More Americans are feeling the power of their wallets largely due to improving job prospects, as unemployment sits at an 18-year low of 3.8% and incomes are steady.

The University of Michigan’s latest read on consumer sentiment for mid-June rose to a level of 99.3 a 4.5% jump from the year-ago period. Richard Curtain, chief economist of surveys of consumers for the university, writes the improving optimism is tied to stronger financial positions for many households.

“It [survey] is pretty positive and it has been inching up over the past year and a half” Curtain told FOX Business. Despite the lack of overall wage growth nationwide, Curtain notes that nearly half the people he surveyed confirmed “income gains” which is the most in fifty years.

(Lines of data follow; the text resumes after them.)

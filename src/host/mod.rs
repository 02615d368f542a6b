//! Collaborator contracts the controller consumes.
//!
//! The host engine (UE5 through the bridge, the headless world in tests and the
//! demo) provides these. World axes follow the host: X forward, Y lateral, Z up.

use bevy::math::Vec3;
use serde::{Deserialize, Serialize};

use crate::telemetry::Telemetry;

/// Opaque identity of a world entity
#[derive(Debug, Clone, Copy, PartialEq, Eq, Hash, PartialOrd, Ord, Serialize, Deserialize)]
pub struct EntityId(pub u64);

impl std::fmt::Display for EntityId {
    fn fmt(&self, f: &mut std::fmt::Formatter<'_>) -> std::fmt::Result {
        write!(f, "entity#{}", self.0)
    }
}

/// First blocking hit of a line trace
#[derive(Debug, Clone, Copy, PartialEq)]
pub struct RayHit {
    pub point: Vec3,
    pub entity: EntityId,
}

/// Actor transform of the controlled entity
pub trait TransformService {
    fn entity(&self) -> EntityId;
    fn position(&self) -> Vec3;
    fn set_position(&mut self, position: Vec3);
    fn forward(&self) -> Vec3;
}

/// Character movement component; resolves speed and acceleration
pub trait MovementService {
    fn add_movement_input(&mut self, direction: Vec3, scale: f32);
    fn set_max_speed(&mut self, speed: f32);
}

/// Line traces against world geometry
pub trait CollisionQuery {
    /// Trace the segment `origin..end`, ignoring `excluding`
    fn raycast(&self, origin: Vec3, end: Vec3, excluding: EntityId) -> Option<RayHit>;
}

/// Follow camera and its control rotation
pub trait CameraService {
    fn camera_position(&self) -> Vec3;
    fn camera_forward(&self) -> Vec3;
    fn add_yaw(&mut self, delta: f32);
    fn add_pitch(&mut self, delta: f32);
}

/// Level management
pub trait LevelService {
    fn current_scene(&self) -> String;
    fn reload_scene(&mut self, scene_id: &str);
}

/// Everything a rail controller needs from its host
pub trait RailHost:
    TransformService + MovementService + CollisionQuery + CameraService + LevelService + Telemetry
{
}

impl<T> RailHost for T where
    T: TransformService + MovementService + CollisionQuery + CameraService + LevelService + Telemetry
{
}
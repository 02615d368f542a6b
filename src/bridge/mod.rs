//! FFI Bridge Layer: Rust Rail Core <-> Unreal Engine 5
//!
//! This module exposes C-ABI functions that UE5 can call via DLL loading.
//! Engines are opaque handles created by `rail_engine_create` and released with
//! `rail_engine_destroy`. Data is serialized as JSON across the boundary.
//! All functions returning `*mut c_char` hand out heap-allocated strings;
//! caller must free with `free_string`.

use bevy::math::{Vec2, Vec3};
use serde::{Deserialize, Serialize};
use std::ffi::{CStr, CString};
use std::os::raw::c_char;

use crate::config::RailConfig;
use crate::engine::{EngineConfig, RailEngine, ShotResultMsg};
use crate::input::{InputResponse, InputValue, TriggerEvent};
use crate::logging;

/// Returned by `rail_engine_move_lane` for a null handle
pub const INVALID_LANE: i32 = i32::MIN;

// ========================
// Data transfer types
// ========================

/// Result of a routed action
#[derive(Debug, Serialize, Deserialize)]
pub struct InputResponseMsg {
    pub response: String,
    pub lane: Option<i32>,
    pub shot: Option<ShotResultMsg>,
}

impl From<InputResponse> for InputResponseMsg {
    fn from(response: InputResponse) -> Self {
        let (name, lane, shot) = match response {
            InputResponse::Unbound => ("unbound", None, None),
            InputResponse::Ignored => ("ignored", None, None),
            InputResponse::Looked => ("looked", None, None),
            InputResponse::LaneChanged(lane) => ("lane_changed", Some(lane.get()), None),
            InputResponse::Fired(shot) => ("fired", None, Some(ShotResultMsg::from(&shot))),
        };
        Self {
            response: name.to_string(),
            lane,
            shot,
        }
    }
}

/// Config validation result
#[derive(Debug, Serialize, Deserialize)]
pub struct ValidationMsg {
    pub valid: bool,
    pub error: Option<String>,
}

// ========================
// Helpers
// ========================

fn json_to_cstring<T: Serialize>(value: &T) -> *mut c_char {
    match serde_json::to_string(value) {
        Ok(json) => CString::new(json).unwrap_or_default().into_raw(),
        Err(_) => std::ptr::null_mut(),
    }
}

fn parse_cstr(ptr: *const c_char) -> Option<String> {
    if ptr.is_null() {
        return None;
    }
    unsafe { CStr::from_ptr(ptr).to_str().ok().map(|s| s.to_owned()) }
}

/// Borrow the engine behind a handle; `None` for null
fn engine_mut<'a>(handle: *mut RailEngine) -> Option<&'a mut RailEngine> {
    unsafe { handle.as_mut() }
}

// ========================
// C-ABI: Core
// ========================

/// Version string
#[no_mangle]
pub extern "C" fn get_version() -> *mut c_char {
    CString::new(env!("CARGO_PKG_VERSION"))
        .unwrap_or_default()
        .into_raw()
}

/// Free a string allocated by Rust.
/// Called from C/UE5: ptr must be from a prior Rust FFI allocation or null.
#[no_mangle]
#[allow(clippy::not_unsafe_ptr_arg_deref)]
pub extern "C" fn free_string(ptr: *mut c_char) {
    if !ptr.is_null() {
        unsafe {
            drop(CString::from_raw(ptr));
        }
    }
}

/// Initialize logging (0=Trace, 1=Debug, 2=Info, 3=Warn, 4=Error). First call wins.
#[no_mangle]
pub extern "C" fn rail_init_logging(level_id: u32) {
    let level = logging::LogLevel::from_id(level_id);
    logging::init_tracing(&logging::TracingConfig::with_level(level));
}

// ========================
// C-ABI: Engine lifecycle
// ========================

/// Create an engine from an `EngineConfig` JSON; null config uses defaults.
/// Returns null when the config does not parse or validate.
#[no_mangle]
pub extern "C" fn rail_engine_create(config_json: *const c_char) -> *mut RailEngine {
    let config = match parse_cstr(config_json) {
        Some(json) => match EngineConfig::from_json(&json) {
            Ok(config) => config,
            Err(e) => {
                tracing::warn!(target: "rail_core::bridge", "rail_engine_create: {e}");
                return std::ptr::null_mut();
            }
        },
        None => EngineConfig::default(),
    };

    match RailEngine::new(config) {
        Ok(engine) => Box::into_raw(Box::new(engine)),
        Err(e) => {
            tracing::warn!(target: "rail_core::bridge", "rail_engine_create: {e}");
            std::ptr::null_mut()
        }
    }
}

/// Destroy an engine created by `rail_engine_create`. Null is a no-op.
#[no_mangle]
#[allow(clippy::not_unsafe_ptr_arg_deref)]
pub extern "C" fn rail_engine_destroy(handle: *mut RailEngine) {
    if !handle.is_null() {
        unsafe {
            drop(Box::from_raw(handle));
        }
    }
}

// ========================
// C-ABI: Frame + input
// ========================

/// Advance one frame. Returns 1 if the scene was reloaded, 0 if not, -1 for null.
#[no_mangle]
pub extern "C" fn rail_engine_tick(handle: *mut RailEngine, delta_time: f32) -> i32 {
    match engine_mut(handle) {
        Some(engine) => i32::from(engine.tick(delta_time).reload_requested),
        None => -1,
    }
}

/// Step lanes by the rounded input; returns the new lane or `INVALID_LANE`
#[no_mangle]
pub extern "C" fn rail_engine_move_lane(handle: *mut RailEngine, input: f32) -> i32 {
    match engine_mut(handle) {
        Some(engine) => engine.move_lane(input).get(),
        None => INVALID_LANE,
    }
}

/// Add yaw/pitch look input (degrees)
#[no_mangle]
pub extern "C" fn rail_engine_look(handle: *mut RailEngine, yaw: f32, pitch: f32) {
    if let Some(engine) = engine_mut(handle) {
        engine.handle_input(crate::input::InputEvent::Look(Vec2::new(yaw, pitch)));
    }
}

/// Fire the weapon; returns the shot as JSON
#[no_mangle]
pub extern "C" fn rail_engine_fire(handle: *mut RailEngine) -> *mut c_char {
    let Some(engine) = engine_mut(handle) else {
        return std::ptr::null_mut();
    };
    match engine.fire() {
        Some(shot) => json_to_cstring(&ShotResultMsg::from(&shot)),
        None => std::ptr::null_mut(),
    }
}

/// Route a named host action (trigger: 0=Started, 1=Triggered, 2=Completed).
/// The value is passed as a 2D axis and coerced per binding.
#[no_mangle]
pub extern "C" fn rail_engine_dispatch_action(
    handle: *mut RailEngine,
    action: *const c_char,
    trigger_id: u32,
    x: f32,
    y: f32,
) -> *mut c_char {
    let Some(engine) = engine_mut(handle) else {
        return std::ptr::null_mut();
    };
    let Some(action) = parse_cstr(action) else {
        return std::ptr::null_mut();
    };

    let response = TriggerEvent::from_id(trigger_id)
        .and_then(|trigger| {
            engine.dispatch_action(&action, trigger, InputValue::Axis2D(Vec2::new(x, y)))
        })
        .unwrap_or(InputResponse::Unbound);
    json_to_cstring(&InputResponseMsg::from(response))
}

// ========================
// C-ABI: State + world
// ========================

/// Current session state as JSON
#[no_mangle]
pub extern "C" fn rail_engine_state(handle: *mut RailEngine) -> *mut c_char {
    match engine_mut(handle) {
        Some(engine) => json_to_cstring(&engine.snapshot()),
        None => std::ptr::null_mut(),
    }
}

/// Add a blocking target box; returns its entity id, 0 for null
#[no_mangle]
#[allow(clippy::too_many_arguments)]
pub extern "C" fn rail_engine_add_target(
    handle: *mut RailEngine,
    min_x: f32,
    min_y: f32,
    min_z: f32,
    max_x: f32,
    max_y: f32,
    max_z: f32,
) -> u64 {
    match engine_mut(handle) {
        Some(engine) => {
            let min = Vec3::new(min_x, min_y, min_z);
            let max = Vec3::new(max_x, max_y, max_z);
            engine.world_mut().add_box(min, max).0
        }
        None => 0,
    }
}

/// Validate a `RailConfig` JSON
#[no_mangle]
pub extern "C" fn validate_rail_config(config_json: *const c_char) -> *mut c_char {
    let result = match parse_cstr(config_json) {
        Some(json) => RailConfig::from_json(&json).map(|_| ()),
        None => {
            return json_to_cstring(&ValidationMsg {
                valid: false,
                error: Some("null config".into()),
            })
        }
    };
    json_to_cstring(&ValidationMsg {
        valid: result.is_ok(),
        error: result.err().map(|e| e.to_string()),
    })
}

That is why some consumers are feeling better about buying household durables, items like refrigerators that are expected to last three or more years.  Curtain points out this category has become more diverse thanks to technology. “You used to buy a stereo, now you buy an Echo” he said.

Brisk spending is already on display in the May retail sales data, released on Thursday, which rose 0.8% -- the biggest jump since November 2017. April numbers were also revised up to 0.4%.

That said, these same consumers are concerned about the future, the most since the year began. Curtain cites worries about rising inflation and rising interest rates as pain points.  For example, consumers are spending $69 more a month on gas compared to last summer, as reported by FOX Business and the Federal Reserve raised short-term interest rates by a quarter percentage point this week. Both of which could take a bite out of incomes, which are not rising as fast, even with the improving U.S. economy.

Even Fed Chairman Jerome Powell is perplexed by the wage dilemma as detailed in FOX Business’ Fed coverage. “Everywhere we go now, we hear about labor shortages, where’s the wage reaction? It’s a bit of puzzle” he said during his press conference on Wednesday, following the Fed’s June meeting where policymakers signaled they will raise interest rates two more times this year.